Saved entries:

BEGIN

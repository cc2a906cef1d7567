//! Test utilities.
//!
//! [`ManualClock`] replaces wall time in workers and trackers;
//! [`CountingExecutor`] records how often a worker actually ran.

use std::sync::atomic::{AtomicUsize, Ordering};
use std::sync::{Arc, Mutex};
use std::time::Duration;

use async_trait::async_trait;
use chrono::{DateTime, Utc};

use crate::clock::Clock;
use crate::worker::{Executor, WorkerContext};

/// A clock that only moves when told to.
///
/// `sleep` returns immediately after advancing the clock by the requested
/// duration, and remembers every duration it was asked to sleep.
#[derive(Debug)]
pub struct ManualClock {
    now: Mutex<DateTime<Utc>>,
    sleeps: Mutex<Vec<Duration>>,
}

impl Default for ManualClock {
    fn default() -> Self {
        Self::new()
    }
}

impl ManualClock {
    /// Start at the current wall time.
    pub fn new() -> Self {
        Self::at(Utc::now())
    }

    pub fn at(now: DateTime<Utc>) -> Self {
        Self {
            now: Mutex::new(now),
            sleeps: Mutex::new(Vec::new()),
        }
    }

    pub fn set(&self, now: DateTime<Utc>) {
        *self.now.lock().unwrap_or_else(|e| e.into_inner()) = now;
    }

    pub fn advance(&self, by: Duration) {
        let mut now = self.now.lock().unwrap_or_else(|e| e.into_inner());
        *now += chrono::Duration::from_std(by).unwrap_or(chrono::Duration::zero());
    }

    /// Every duration passed to `sleep`, in call order.
    pub fn sleeps(&self) -> Vec<Duration> {
        self.sleeps.lock().unwrap_or_else(|e| e.into_inner()).clone()
    }
}

#[async_trait]
impl Clock for ManualClock {
    fn now(&self) -> DateTime<Utc> {
        *self.now.lock().unwrap_or_else(|e| e.into_inner())
    }

    async fn sleep(&self, duration: Duration) {
        self.sleeps
            .lock()
            .unwrap_or_else(|e| e.into_inner())
            .push(duration);
        self.advance(duration);
        tokio::task::yield_now().await;
    }
}

/// Executor that counts its invocations and succeeds.
#[derive(Debug, Default, Clone)]
pub struct CountingExecutor {
    calls: Arc<AtomicUsize>,
}

impl CountingExecutor {
    pub fn new() -> Self {
        Self::default()
    }

    pub fn calls(&self) -> usize {
        self.calls.load(Ordering::SeqCst)
    }
}

#[async_trait]
impl Executor for CountingExecutor {
    async fn execute(&self, _ctx: &WorkerContext) -> anyhow::Result<()> {
        self.calls.fetch_add(1, Ordering::SeqCst);
        Ok(())
    }
}
//! The standard set of ingestion workers, wired together.
//!
//! A [`Fleet`] is built from a table of [`WorkerSpec`]s plus the executors
//! the host application registers for them. Building validates the
//! dependency graph and creates one [`JobTracker`] per tracked worker;
//! starting registers every enabled worker on one shared scheduler.
//!
//! ```ignore
//! let mut executors = ExecutorRegistry::new();
//! executors.register("sync_imdb", executor_fn(|_| async { imdb::sync().await }));
//!
//! let options = FleetOptions::builder().store(db.kv()).features(config.features).build();
//! let mut fleet = Fleet::build(standard_fleet(), executors, options)?;
//! fleet.start().await?;
//! // ...
//! fleet.shutdown().await?;
//! ```

use std::collections::HashMap;
use std::sync::Arc;
use std::time::Duration;

use tokio::task::JoinHandle;
use tokio_cron_scheduler::JobScheduler;
use tracing::{info, warn};
use typed_builder::TypedBuilder;

use crate::clock::{Clock, SystemClock};
use crate::config::Features;
use crate::deps::DependencyGraph;
use crate::error::WorkerError;
use crate::kv::KvStore;
use crate::tracker::{retain_buckets, JobTracker};
use crate::worker::{Executor, Worker, WorkerConfig, DEFAULT_WAIT_BACKOFF};

const MINUTE: Duration = Duration::from_secs(60);
const HOUR: Duration = Duration::from_secs(60 * 60);
const DAY: Duration = Duration::from_secs(24 * 60 * 60);

/// Bucketed run tracking for one worker.
#[derive(Debug, Clone, PartialEq, Eq)]
pub struct TrackerSpec {
    /// Tracker name; records live under `job:<name>`
    pub name: String,
    /// Bucket format, also the worker's job id format
    pub format: String,
    /// Buckets older than this are evicted
    pub retention: Duration,
}

impl TrackerSpec {
    pub fn new(name: impl Into<String>, format: impl Into<String>, retention: Duration) -> Self {
        Self {
            name: name.into(),
            format: format.into(),
            retention,
        }
    }

    pub fn daily(name: impl Into<String>, retention: Duration) -> Self {
        Self::new(name, "%Y-%m-%d", retention)
    }

    pub fn hourly(name: impl Into<String>, retention: Duration) -> Self {
        Self::new(name, "%Y-%m-%d %H", retention)
    }
}

/// Static description of one worker in the fleet.
#[derive(Debug, Clone, PartialEq, Eq)]
pub struct WorkerSpec {
    pub name: String,
    pub interval: Duration,
    pub run_at_startup_after: Option<Duration>,
    /// Feature flag gating the worker; `None` means always on
    pub feature: Option<String>,
    pub tracker: Option<TrackerSpec>,
    pub waits_on: Vec<String>,
}

impl WorkerSpec {
    pub fn new(name: impl Into<String>, interval: Duration) -> Self {
        Self {
            name: name.into(),
            interval,
            run_at_startup_after: None,
            feature: None,
            tracker: None,
            waits_on: Vec::new(),
        }
    }

    pub fn startup_after(mut self, delay: Duration) -> Self {
        self.run_at_startup_after = Some(delay);
        self
    }

    pub fn feature(mut self, feature: impl Into<String>) -> Self {
        self.feature = Some(feature.into());
        self
    }

    pub fn tracked(mut self, tracker: TrackerSpec) -> Self {
        self.tracker = Some(tracker);
        self
    }

    pub fn waits_on<I, S>(mut self, deps: I) -> Self
    where
        I: IntoIterator<Item = S>,
        S: Into<String>,
    {
        self.waits_on.extend(deps.into_iter().map(Into::into));
        self
    }
}

/// The ingestion workers and how they depend on each other.
pub fn standard_fleet() -> Vec<WorkerSpec> {
    const IMDB_TORRENT_DEPS: [&str; 3] = ["sync_dmm_hashlist", "sync_imdb", "map_imdb_torrent"];

    vec![
        WorkerSpec::new("torrent_parser", 5 * MINUTE).waits_on(IMDB_TORRENT_DEPS),
        WorkerSpec::new("torrent_pusher", 10 * MINUTE),
        WorkerSpec::new("store_crawler", 30 * MINUTE).waits_on(IMDB_TORRENT_DEPS),
        WorkerSpec::new("sync_imdb", DAY)
            .startup_after(Duration::from_secs(30))
            .feature("imdb_title")
            .tracked(TrackerSpec::daily("sync-imdb", 7 * DAY)),
        WorkerSpec::new("sync_dmm_hashlist", 6 * HOUR)
            .startup_after(Duration::from_secs(30))
            .feature("dmm_hashlist")
            .tracked(TrackerSpec::hourly("sync-dmm-hashlist", 7 * DAY))
            .waits_on(["sync_imdb"]),
        WorkerSpec::new("map_imdb_torrent", 30 * MINUTE)
            .startup_after(Duration::from_secs(30))
            .feature("imdb_title")
            .waits_on(["sync_imdb", "sync_dmm_hashlist"]),
        WorkerSpec::new("magnet_cache_puller", 5 * MINUTE),
        WorkerSpec::new("map_anime_id", 5 * MINUTE),
        WorkerSpec::new("sync_animeapi", DAY)
            .startup_after(Duration::from_secs(45))
            .feature("anime")
            .tracked(TrackerSpec::daily("sync-animeapi", 7 * DAY))
            .waits_on(["sync_imdb"]),
        WorkerSpec::new("sync_anidb_titles", DAY)
            .startup_after(Duration::from_secs(30))
            .feature("anime")
            .tracked(TrackerSpec::daily("sync-anidb-titles", 7 * DAY)),
        WorkerSpec::new("sync_anidb_tvdb_episode_map", DAY)
            .startup_after(Duration::from_secs(45))
            .feature("anime")
            .tracked(TrackerSpec::daily("sync-anidb-tvdb-episode-map", 7 * DAY))
            .waits_on(["sync_anidb_titles"]),
        WorkerSpec::new("sync_manami_anime_database", 6 * DAY)
            .startup_after(MINUTE)
            .feature("anime")
            .tracked(TrackerSpec::daily("manami-anime-database", 6 * 7 * DAY))
            .waits_on(["sync_anidb_titles", "sync_animeapi"]),
        WorkerSpec::new("map_anidb_torrent", 30 * MINUTE)
            .startup_after(Duration::from_secs(90))
            .feature("anime")
            .waits_on([
                "sync_anidb_titles",
                "sync_anidb_tvdb_episode_map",
                "sync_animeapi",
                "sync_manami_anime_database",
            ]),
    ]
}

/// Executors by worker name. Workers without one stay disabled.
#[derive(Default, Clone)]
pub struct ExecutorRegistry {
    executors: HashMap<String, Arc<dyn Executor>>,
}

impl ExecutorRegistry {
    pub fn new() -> Self {
        Self::default()
    }

    pub fn register(&mut self, worker: impl Into<String>, executor: Arc<dyn Executor>) -> &mut Self {
        self.executors.insert(worker.into(), executor);
        self
    }

    pub fn get(&self, worker: &str) -> Option<Arc<dyn Executor>> {
        self.executors.get(worker).cloned()
    }

    pub fn contains(&self, worker: &str) -> bool {
        self.executors.contains_key(worker)
    }
}

fn system_clock() -> Arc<dyn Clock> {
    Arc::new(SystemClock)
}

#[derive(TypedBuilder)]
pub struct FleetOptions {
    /// Where job trackers keep their records
    pub store: Arc<dyn KvStore>,
    #[builder(default)]
    pub features: Features,
    #[builder(default = system_clock())]
    pub clock: Arc<dyn Clock>,
    #[builder(default = DEFAULT_WAIT_BACKOFF)]
    pub wait_backoff: Duration,
    #[builder(default = HOUR)]
    pub eviction_interval: Duration,
}

/// Enabled workers plus their shared graph, trackers and scheduler.
pub struct Fleet {
    graph: Arc<DependencyGraph>,
    workers: Vec<Worker>,
    trackers: HashMap<String, Arc<JobTracker>>,
    eviction_interval: Duration,
    scheduler: Option<JobScheduler>,
    sweeps: Vec<JoinHandle<()>>,
}

impl Fleet {
    /// Validate the graph and construct every enabled worker.
    ///
    /// Trackers are created for every tracked spec, enabled or not, so that
    /// records of a disabled worker can still be inspected.
    pub fn build(
        specs: Vec<WorkerSpec>,
        executors: ExecutorRegistry,
        options: FleetOptions,
    ) -> Result<Self, WorkerError> {
        let graph = Arc::new(
            specs
                .iter()
                .fold(DependencyGraph::builder(), |builder, spec| {
                    builder.waits_on(spec.name.clone(), spec.waits_on.iter().cloned())
                })
                .build()?,
        );

        let mut trackers = HashMap::new();
        let mut workers = Vec::new();

        for spec in &specs {
            let tracker = spec.tracker.as_ref().map(|t| {
                Arc::new(
                    JobTracker::new(
                        t.name.clone(),
                        options.store.clone(),
                        retain_buckets(t.format.clone(), t.retention, options.clock.clone()),
                    )
                    .with_clock(options.clock.clone()),
                )
            });
            if let Some(tracker) = &tracker {
                trackers.insert(spec.name.clone(), tracker.clone());
            }

            let feature_off = spec
                .feature
                .as_deref()
                .is_some_and(|feature| !options.features.is_enabled(feature));
            let Some(executor) = executors.get(&spec.name) else {
                if !feature_off {
                    warn!(worker = %spec.name, "no executor registered, worker disabled");
                }
                continue;
            };

            let config = WorkerConfig::builder()
                .name(spec.name.clone())
                .executor(executor)
                .interval(spec.interval)
                .disabled(feature_off)
                .job_tracker(tracker)
                .job_id_time_format(
                    spec.tracker
                        .as_ref()
                        .map(|t| t.format.clone())
                        .unwrap_or_else(|| crate::worker::DEFAULT_JOB_ID_TIME_FORMAT.to_string()),
                )
                .should_wait(graph.readiness(&spec.name))
                .on_start(graph.on_start_hook(&spec.name))
                .on_end(graph.on_end_hook(&spec.name))
                .run_at_startup_after(spec.run_at_startup_after)
                .wait_backoff(options.wait_backoff)
                .clock(options.clock.clone())
                .build();

            if let Some(worker) = Worker::new(config) {
                workers.push(worker);
            }
        }

        // Dependencies first, so their startup runs get registered first.
        let order = graph.topological_order();
        workers.sort_by_key(|w| order.iter().position(|name| name == w.name()));

        info!(
            enabled = workers.len(),
            declared = specs.len(),
            "fleet built"
        );

        Ok(Self {
            graph,
            workers,
            trackers,
            eviction_interval: options.eviction_interval,
            scheduler: None,
            sweeps: Vec::new(),
        })
    }

    pub fn graph(&self) -> &Arc<DependencyGraph> {
        &self.graph
    }

    /// Enabled workers, dependencies first.
    pub fn workers(&self) -> &[Worker] {
        &self.workers
    }

    pub fn worker(&self, name: &str) -> Option<&Worker> {
        self.workers.iter().find(|w| w.name() == name)
    }

    /// Tracker of a worker, by worker name.
    pub fn tracker(&self, worker: &str) -> Option<&Arc<JobTracker>> {
        self.trackers.get(worker)
    }

    pub fn is_started(&self) -> bool {
        self.scheduler.is_some()
    }

    /// Register every enabled worker on one scheduler and start it, along
    /// with an eviction sweep per enabled tracked worker.
    pub async fn start(&mut self) -> Result<(), WorkerError> {
        if self.scheduler.is_some() {
            return Ok(());
        }

        let scheduler = JobScheduler::new().await?;
        for worker in &self.workers {
            worker.schedule(&scheduler).await?;
        }
        scheduler.start().await?;

        for worker in &self.workers {
            if let Some(tracker) = worker.job_tracker() {
                self.sweeps
                    .push(tracker.spawn_eviction_sweep(self.eviction_interval));
            }
        }

        info!(workers = self.workers.len(), "fleet started");
        self.scheduler = Some(scheduler);
        Ok(())
    }

    /// Stop scheduling new ticks. Ticks already running are left to finish.
    pub async fn shutdown(&mut self) -> Result<(), WorkerError> {
        for sweep in self.sweeps.drain(..) {
            sweep.abort();
        }
        if let Some(mut scheduler) = self.scheduler.take() {
            scheduler.shutdown().await?;
            info!("fleet stopped");
        }
        Ok(())
    }
}
// Common test utilities

pub mod harness;

pub use harness::*;
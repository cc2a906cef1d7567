use anyhow::{Context, Result};
use coordinator::{standard_fleet, Config, Database, Fleet, FleetOptions};
use tracing::info;

use crate::shell::registry_from_env;

/// Host the fleet until Ctrl-C.
pub async fn run(config: &Config, db: &Database) -> Result<()> {
    let specs = standard_fleet();
    let executors = registry_from_env(&specs, |key| std::env::var(key).ok());

    let options = FleetOptions::builder()
        .store(db.kv())
        .features(config.features.clone())
        .wait_backoff(config.wait_backoff)
        .eviction_interval(config.eviction_interval)
        .build();

    let mut fleet = Fleet::build(specs, executors, options).context("Invalid worker table")?;
    fleet.start().await.context("Failed to start workers")?;

    tokio::signal::ctrl_c()
        .await
        .context("Failed to listen for shutdown signal")?;
    info!("shutdown requested");

    fleet.shutdown().await.context("Failed to stop scheduler")?;
    Ok(())
}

END

**WHAT YOU NEED TO DO**: What is the number of lines in the data above that contain the word "SystemClock"? Report the figure only.

**TASK RESPONSE**: 2